Четверостишия Хайяма жили в тени, а все же не затерялись, ибо все приходит в срок. Но долог был путь поэта XI столетия к мировой славе, к его негаданным европейским читателям. Долог был и путь «возвращения» на родину в новом блеске, с новой мощью.
Такой всесветной, всеобщей известности не знают другие великие поэты, писавшие на фарси. Может быть, только Хафиз, и то – сомнительно. Полускрыты наплывами тумана, чуть брезжут «в дыму столетий» глыбы больших творений, а четверостишия Хайяма – на устах у всех, кому нужна поэзия. Такая вот удача… Нет в этом укора кому-либо, ибо есть судьба Гомера и есть судьба Катулла. Оба для нас велики, хотя и по-разному.
В чем же разгадка этой судьбы? Национальная, мировая слава поэта (сколь счастливей живописец, ваятель, композитор!) всегда связана с проблемой перевода… Это ужасно, но за пределами восприятия иноплеменных читателей – все языковое богатство поэта, вся сила слов, вся стиховая мощь… Что же осталось, какая энергия обеспечила непрерывность девятисотлетнего «перелета» в будущее?
Быть может, здесь уместны строки Евгения Боратынского, создателя великих русских стихов, небольших по объему:
«Острым лучом» рассекла поэзия Омара Хайяма, его мятежная дула – толщу столетий. Приход этой творческой воли в христианский мир Запада совпал с новой фазой развития европейской поэзии. Лирика Хайяма была созвучна этому нахлынувшему скепсису, гедонизму, низвержению кумиров и поискам в мире безверия нравственной опоры. Этому бунту против Творца, этой изощренной утонченности, этой жажде откровений с Востока…
Заметим, что сказанное новооткрытым восточным поэтом было заключено в наиболее «выигрышную», «компактную», наиболее доступную тогдашнему европейскому восприятию форму… Ведь нужно иметь в виду, что классические «твердые формы» персидско-таджикской поэзии (и газель, и касыда, и рубаи, представляющие собой, в сущности, каждая – одну, единую строфу) суть прежде всего – «единицы» поэтического мышления. Такими единицами на Западе являются, например, сонет, рондо, баллада и, наиболее распространенная, – простое четверостишие… Вот в этой еще точке совпали вдруг западный и восточный ход мысли.
В одном из сочинений Мережковского есть ослепительная, чрезвычайно важная мысль. Положим, не новая, но глубоко выношенная, прочувствованная всей душой. Наш выдающийся критик так умел писать даже просветительские брошюры, что, делая выписку, трудно остановиться: «В органическом, непроизвольном процессе творчества гений, помимо воли, помимо сознания, неожиданно для самого себя, приходит иногда к таким комбинациям чувств, образов и идей, глубину и значительность которых дано оценить только отдаленным поколениям читателей. В этом смысле поэт носит в своей груди не только прошлое, но и неизвестное будущее всего человечества. Весьма вероятно, что через несколько столетий другие поколения читателей найдут в Эсхиловом Прометее новое, еще недоступное нам, философское содержание, и они будут правы со своей точки зрения.

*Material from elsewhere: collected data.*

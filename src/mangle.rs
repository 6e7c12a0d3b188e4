//! CSS class identifier mangling.
//!
//! The style pipeline calls [`ManglingSession::resolve`] once per class
//! identifier it discovers. The session memoizes every decision for the
//! lifetime of one project build, so an identifier maps to exactly one
//! mangled value no matter how many style sources mention it, and the
//! emitted map is a complete record of every identifier seen, excluded
//! ones included.

use indexmap::IndexMap;
use sha2::{Digest, Sha256};

use crate::config::{BuildConfig, ManglingStrategyKind};

/// Default prefix token for the sequential strategy.
pub const DEFAULT_SEQUENTIAL_PREFIX: &str = "idx";

/// Default prefix token for the content-hash strategy.
pub const DEFAULT_HASH_PREFIX: &str = "c";

/// Characters of `identifier + scope` actually fed to the hash.
pub const HASH_INPUT_LIMIT: usize = 6;

// ═══════════════════════════════════════════════════════════════════════════════
// EXCLUSION RULES
// ═══════════════════════════════════════════════════════════════════════════════

/// Identifiers exempt from mangling, matched by prefix or suffix.
/// Membership only; rule order carries no meaning.
#[derive(Debug, Clone, Default, PartialEq, Eq)]
pub struct ExclusionRules {
    pub prefixes: Vec<String>,
    pub suffixes: Vec<String>,
}

impl ExclusionRules {
    pub fn new(prefixes: Vec<String>, suffixes: Vec<String>) -> Self {
        Self { prefixes, suffixes }
    }

    pub fn from_config(config: &BuildConfig) -> Self {
        Self {
            prefixes: config.mangle_exclude_prefixes.clone(),
            suffixes: config.mangle_exclude_suffixes.clone(),
        }
    }

    pub fn is_excluded(&self, identifier: &str) -> bool {
        self.prefixes.iter().any(|p| identifier.starts_with(p.as_str()))
            || self.suffixes.iter().any(|s| identifier.ends_with(s.as_str()))
    }
}

// ═══════════════════════════════════════════════════════════════════════════════
// STRATEGIES
// ═══════════════════════════════════════════════════════════════════════════════

/// Closed set of mangling schemes. Each variant carries the parameters it
/// needs; nothing is read from ambient state at resolve time.
#[derive(Debug, Clone, PartialEq, Eq)]
pub enum ManglingStrategy {
    /// Identity. Also what development mode and unrecognized config kinds
    /// collapse to.
    None,

    /// Prefix + base-36 count of novel identifiers resolved so far in the
    /// session. Output depends purely on traversal order, so it is not
    /// stable across independent builds. Known limitation of the scheme.
    SequentialIndex { prefix: String },

    /// Prefix + hex digest over `identifier + scope`. The concatenation is
    /// truncated to its first `input_limit` characters before hashing, so
    /// identifiers sharing a long enough prefix within one scope collide.
    /// Deterministic across builds for the same identifier and scope.
    ContentHash { prefix: String, input_limit: usize },
}

impl ManglingStrategy {
    /// Selects the strategy for one project build. Development mode always
    /// yields `None`, whatever the config says.
    pub fn select(config: &BuildConfig) -> Self {
        if config.is_development() {
            return Self::None;
        }

        let prefix = |fallback: &str| {
            config
                .mangle_prefix
                .clone()
                .unwrap_or_else(|| fallback.to_string())
        };

        match config.mangling_strategy_kind {
            ManglingStrategyKind::None | ManglingStrategyKind::Unknown => Self::None,
            ManglingStrategyKind::SequentialIndex => Self::SequentialIndex {
                prefix: prefix(DEFAULT_SEQUENTIAL_PREFIX),
            },
            ManglingStrategyKind::ContentHash => Self::ContentHash {
                prefix: prefix(DEFAULT_HASH_PREFIX),
                input_limit: HASH_INPUT_LIMIT,
            },
        }
    }

    fn mangle(&self, identifier: &str, scope: &str, novel_count: usize) -> String {
        match self {
            Self::None => identifier.to_string(),
            Self::SequentialIndex { prefix } => {
                format!("{}{}", prefix, to_base36(novel_count))
            }
            Self::ContentHash {
                prefix,
                input_limit,
            } => {
                let input: String = identifier
                    .chars()
                    .chain(scope.chars())
                    .take(*input_limit)
                    .collect();
                format!("{}{:x}", prefix, Sha256::digest(input.as_bytes()))
            }
        }
    }
}

fn to_base36(mut value: usize) -> String {
    const DIGITS: &[u8] = b"0123456789abcdefghijklmnopqrstuvwxyz";
    if value == 0 {
        return "0".to_string();
    }
    let mut out = String::new();
    while value > 0 {
        out.insert(0, DIGITS[value % 36] as char);
        value /= 36;
    }
    out
}

// ═══════════════════════════════════════════════════════════════════════════════
// SESSION
// ═══════════════════════════════════════════════════════════════════════════════

/// One project's mangling state for one build invocation.
///
/// Exclusively owned by that project's pipeline; never shared across
/// projects or across builds. The map keeps first-seen order so the
/// emitted artifact lists identifiers in discovery order.
#[derive(Debug, Clone)]
pub struct ManglingSession {
    scope: String,
    strategy: ManglingStrategy,
    rules: ExclusionRules,
    map: IndexMap<String, String>,
    novel_count: usize,
}

impl ManglingSession {
    pub fn new(
        scope: impl Into<String>,
        strategy: ManglingStrategy,
        rules: ExclusionRules,
    ) -> Self {
        Self {
            scope: scope.into(),
            strategy,
            rules,
            map: IndexMap::new(),
            novel_count: 0,
        }
    }

    /// Naming callback for the style pipeline, called per discovered class
    /// identifier. Synchronous, no I/O, and allocation-free on memoized
    /// hits. The first decision for an identifier is final for the
    /// session.
    pub fn resolve(&mut self, identifier: &str) -> &str {
        if !self.map.contains_key(identifier) {
            let mangled = if self.rules.is_excluded(identifier) {
                // Recorded as identity so the artifact stays a complete
                // audit of every identifier seen.
                identifier.to_string()
            } else {
                let fresh = self
                    .strategy
                    .mangle(identifier, &self.scope, self.novel_count);
                if matches!(self.strategy, ManglingStrategy::SequentialIndex { .. }) {
                    self.novel_count += 1;
                }
                fresh
            };
            self.map.insert(identifier.to_string(), mangled);
        }

        &self.map[identifier]
    }

    /// Whether mangling was active for this build.
    pub fn is_enabled(&self) -> bool {
        !matches!(self.strategy, ManglingStrategy::None)
    }

    pub fn scope(&self) -> &str {
        &self.scope
    }

    /// Original → mangled decisions in first-seen order.
    pub fn mangle_map(&self) -> &IndexMap<String, String> {
        &self.map
    }

    pub fn is_empty(&self) -> bool {
        self.map.is_empty()
    }

    /// Clears all decisions and restarts the sequential counter at zero.
    /// Called after the artifacts for this build have been written.
    pub fn reset(&mut self) {
        self.map.clear();
        self.novel_count = 0;
    }
}

#[cfg(test)]
mod tests {
    use super::*;

    fn sequential(prefix: &str) -> ManglingStrategy {
        ManglingStrategy::SequentialIndex {
            prefix: prefix.to_string(),
        }
    }

    fn content_hash(prefix: &str) -> ManglingStrategy {
        ManglingStrategy::ContentHash {
            prefix: prefix.to_string(),
            input_limit: HASH_INPUT_LIMIT,
        }
    }

    #[test]
    fn test_resolve_is_memoized() {
        let mut session =
            ManglingSession::new("site", sequential("idx"), ExclusionRules::default());
        let first = session.resolve("header").to_string();
        let second = session.resolve("header").to_string();
        assert_eq!(first, second);
    }

    #[test]
    fn test_sequential_indices_in_first_seen_order() {
        let mut session =
            ManglingSession::new("site", sequential("idx"), ExclusionRules::default());
        assert_eq!(session.resolve("header"), "idx0");
        assert_eq!(session.resolve("footer"), "idx1");
        assert_eq!(session.resolve("header"), "idx0");

        let map = session.mangle_map();
        assert_eq!(map.len(), 2);
        assert_eq!(map["header"], "idx0");
        assert_eq!(map["footer"], "idx1");
    }

    #[test]
    fn test_sequential_counter_restarts_after_reset() {
        let mut session =
            ManglingSession::new("site", sequential("idx"), ExclusionRules::default());
        session.resolve("header");
        session.resolve("footer");
        session.reset();

        assert!(session.is_empty());
        assert_eq!(session.resolve("sidebar"), "idx0");
    }

    #[test]
    fn test_sequential_counter_skips_excluded_identifiers() {
        let rules = ExclusionRules::new(vec!["js-".to_string()], vec![]);
        let mut session = ManglingSession::new("site", sequential("idx"), rules);
        assert_eq!(session.resolve("js-toggle"), "js-toggle");
        assert_eq!(session.resolve("header"), "idx0");
    }

    #[test]
    fn test_sequential_index_renders_base36() {
        let mut session =
            ManglingSession::new("site", sequential("idx"), ExclusionRules::default());
        for i in 0..36 {
            session.resolve(&format!("class-{}", i));
        }
        assert_eq!(session.resolve("one-more"), "idx10");
    }

    #[test]
    fn test_excluded_prefix_passes_through_and_is_recorded() {
        let rules = ExclusionRules::new(vec!["js-".to_string()], vec![]);
        let mut session = ManglingSession::new("site", content_hash("c"), rules);
        assert_eq!(session.resolve("js-toggle"), "js-toggle");
        assert_eq!(session.mangle_map()["js-toggle"], "js-toggle");
    }

    #[test]
    fn test_excluded_suffix_passes_through() {
        let rules = ExclusionRules::new(vec![], vec!["-raw".to_string()]);
        let mut session = ManglingSession::new("site", content_hash("c"), rules);
        assert_eq!(session.resolve("banner-raw"), "banner-raw");
    }

    #[test]
    fn test_content_hash_is_stable_across_sessions() {
        let mut first =
            ManglingSession::new("site", content_hash("c"), ExclusionRules::default());
        let mut second =
            ManglingSession::new("site", content_hash("c"), ExclusionRules::default());
        assert_eq!(first.resolve("header"), second.resolve("header"));
    }

    #[test]
    fn test_content_hash_scope_disambiguates() {
        let mut site = ManglingSession::new("site", content_hash("c"), ExclusionRules::default());
        let mut admin =
            ManglingSession::new("admin", content_hash("c"), ExclusionRules::default());
        // Short identifier, so the scope still fits inside the hashed input.
        assert_ne!(site.resolve("nav"), admin.resolve("nav"));
    }

    #[test]
    fn test_content_hash_input_truncation_collides_on_shared_prefix() {
        // Both concatenations truncate to the same six characters
        // ("header"), so the digests are equal. Inherited behavior,
        // preserved on purpose.
        let mut session =
            ManglingSession::new("site", content_hash("c"), ExclusionRules::default());
        let a = session.resolve("header-main").to_string();
        let b = session.resolve("header-alt").to_string();
        assert_eq!(a, b);
    }

    #[test]
    fn test_none_strategy_is_identity() {
        let mut session =
            ManglingSession::new("site", ManglingStrategy::None, ExclusionRules::default());
        assert_eq!(session.resolve("header"), "header");
        assert!(!session.is_enabled());
    }

    #[test]
    fn test_development_mode_forces_identity() {
        use crate::config::{BuildConfig, BuildMode, ManglingStrategyKind};

        let config = BuildConfig {
            mangling_strategy_kind: ManglingStrategyKind::ContentHash,
            mode: BuildMode::development(),
            ..BuildConfig::default()
        };
        assert_eq!(ManglingStrategy::select(&config), ManglingStrategy::None);
    }

    #[test]
    fn test_unknown_kind_selects_none() {
        use crate::config::{BuildConfig, ManglingStrategyKind};

        let config = BuildConfig {
            mangling_strategy_kind: ManglingStrategyKind::Unknown,
            ..BuildConfig::default()
        };
        assert_eq!(ManglingStrategy::select(&config), ManglingStrategy::None);
    }

    #[test]
    fn test_strategy_selection_uses_configured_prefix() {
        use crate::config::{BuildConfig, ManglingStrategyKind};

        let config = BuildConfig {
            mangling_strategy_kind: ManglingStrategyKind::SequentialIndex,
            mangle_prefix: Some("z".to_string()),
            ..BuildConfig::default()
        };
        assert_eq!(
            ManglingStrategy::select(&config),
            ManglingStrategy::SequentialIndex {
                prefix: "z".to_string()
            }
        );
    }

    #[test]
    fn test_to_base36() {
        assert_eq!(to_base36(0), "0");
        assert_eq!(to_base36(35), "z");
        assert_eq!(to_base36(36), "10");
        assert_eq!(to_base36(36 * 36 + 1), "101");
    }
}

Бессмертные образы мировой поэзии служат для человечества как бы просветами, громадными окнами в бесконечное звездное небо: каждое поколение подходит к ним и, вглядываясь в таинственный сумрак, открывает новые миры, новые отдаленнейшие созвездия, незамеченные прежде, – зародыши неиспытанных ощущений, неосознанных идей; эти звезды и раньше таились в глубине произведения, но только теперь они сделались доступными глазам людей и засияли вечным светом. Как бы ни были усовершенствованы способы исследования – анализ, критика, вкус, – всей глубины звездного неба исчерпать невозможно: будущее поколение снова подойдет к просвету и откроет в гениальном произведении новые миры, новые созвездия…»
Европейскими переводами в стихах Хайяма были указаны новые «созвездия», новые мысли, всей суммы которых автор никак не мог предвидеть. Одно было попросту прочитано в свой час, другое как бы извлечено из недр, третье – привнесено… Очевидно, эта «отсебятина» при переводе неизбежна. Наверное, она и не совсем бесплодна. Конечно, в том единственном случае, когда переводчиком поэта является поэт, пусть даже немного меньший. Не зря Мандельштам назвал поэта-переводчика «могучим истолкователем автора».